In practice, the compression can be further optimized by carefully constructing the design of the tree to place the nodes (be they leaves or branches) with the most frequent combinations next to each other – they are placed on the left-hand side. This placement is optimal for compression purposes, as you get smaller sized branch sets as the tree increases in size. RainStor algorithms ensure that the optimal design is used every time.
Algorithmic compression
Field and pattern compression techniques are equally valuable in saving space on disk as in saving memory. However, RainStor also employs algorithmic compression that involves a series of techniques designed primarily to reduce the amount of disk required for storage. Often an algorithmic compression technique is applicable to more than one area of the data stored on disk. For example, the use of expressions to represent sequences can be applied equally to leaves, branches and the root.
It should also be noted that the algorithmic compression techniques, while making the footprint on disk smaller, result in little or no degradation in read times. Although there is some additional light processing needed to reverse the compression, this is more than compensated for by the reduced amount of data needed to be retrieved from the physical storage which is always an expensive part of the operation.
Byte level compression
The final form of compression is byte level compression. Here components of the tree are aggressively compressed independently using industry-standard byte compression algorithms tuned to obtain the maximum on-disk compression of the data.
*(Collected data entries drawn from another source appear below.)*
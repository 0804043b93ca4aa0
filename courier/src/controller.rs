use std::sync::{Arc, LazyLock};

use courier_api::ApiServer;
use courier_common::{Signal, internal, logging, tracing};
use courier_dispatch::{Dispatcher, RelayTransport, SmtpRelay, TracingSink};
use courier_tracing::traced;
use tokio::sync::broadcast;

use crate::Courier;

pub static SHUTDOWN_BROADCAST: LazyLock<broadcast::Sender<Signal>> = LazyLock::new(|| {
    let (sender, _receiver) = broadcast::channel(64);
    sender
});

/// Resolves on SIGINT or SIGTERM.
///
/// # Errors
///
/// If the SIGTERM handler cannot be installed.
pub async fn termination() -> std::io::Result<()> {
    let mut terminate = tokio::signal::unix::signal(tokio::signal::unix::SignalKind::terminate())?;

    tokio::select! {
        _ = tokio::signal::ctrl_c() => {
            internal!(level = INFO, "CTRL+C entered -- Enter it again to force shutdown");
        }
        _ = terminate.recv() => {
            internal!(level = INFO, "Terminate Signal received, shutting down");
        }
    };

    Ok(())
}

#[traced(instrument(level = tracing::Level::TRACE))]
async fn shutdown() -> anyhow::Result<()> {
    termination().await?;

    SHUTDOWN_BROADCAST
        .send(Signal::Shutdown)
        .map_err(|e| std::io::Error::new(std::io::ErrorKind::Interrupted, e.to_string()))?;

    // Graceful shutdown continues in the server; a second interrupt forces it.
    tokio::signal::ctrl_c().await?;
    internal!(level = WARN, "Forced shutdown");
    Ok(())
}

impl Courier {
    /// A dispatcher over SMTP that logs its progress.
    #[must_use]
    pub fn dispatcher(&self) -> Dispatcher<Arc<dyn RelayTransport>> {
        let transport: Arc<dyn RelayTransport> = Arc::new(SmtpRelay::new(&self.dispatch));
        Dispatcher::new(transport, self.dispatch.limits.clone()).with_sink(TracingSink)
    }

    /// Run the API until a shutdown signal arrives.
    ///
    /// # Errors
    ///
    /// This function will return an error if the server cannot bind or fails
    /// while serving.
    #[traced(instrument(level = tracing::Level::TRACE, skip_all, err), timing(precision = "s"))]
    pub async fn run(self) -> anyhow::Result<()> {
        logging::init();

        if self.dispatch.accept_invalid_certs {
            tracing::warn!("TLS certificate validation is disabled for all relays");
        }

        let server = ApiServer::new(&self.api, self.dispatcher()).await?;

        internal!(level = INFO, "Controller running");

        let ret = tokio::select! {
            r = server.serve(SHUTDOWN_BROADCAST.subscribe()) => {
                r.map_err(anyhow::Error::from)
            }
            r = shutdown() => {
                r
            }
        };

        internal!(level = INFO, "Shutting down...");

        ret
    }
}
Optimizing for query or space
There is a choice (the only configuration choice when deploying RainStor) that must be made when combining these compression techniques before building the data store. If you wish to have a data store that’s optimized for data retrieval, and hence optimized for fast data querying, you choose QOPT (Query Optimization). If you wish to have a data store that’s optimized for maximum saving in storage space, you choose COPT (Compression Optimization).
Field and pattern level compression are used for both QOPT and COPT compression to give the basic level of compression. If QOPT is chosen then only the algorithmic compression is applied before the information is stored on disk. If COPT is chosen then the most appropriate byte level compression is also applied. When queried, RainStor reverses the algorithmic and byte level compression (if applied) so that the query is made on the compressed field and pattern level information. The application of field and pattern compression in memory is a benefit of RainStor, allowing less data to be stored during the query process and offering optimal processing.
How data is held on disk
During data import, no data files or trees are constructed in memory – everything is written to disk, first temporarily during a streaming process, and then committed transactionally when data import is completed successfully. The data is written to disk in partitions, each with its own compression strategy, and stored in what is in effect a logical table-based file structure within each partition.
It should be noted that the optimal design will depend entirely on the original dataset, and that multiple imports of data into a table within the data store will almost certainly result in RainStor partitions with different designs. This difference in tree design from partition to partition to obtain optimum compression is handled transparently by RainStor – the user does not need to concern themselves with how the tree is designed either at import or query time.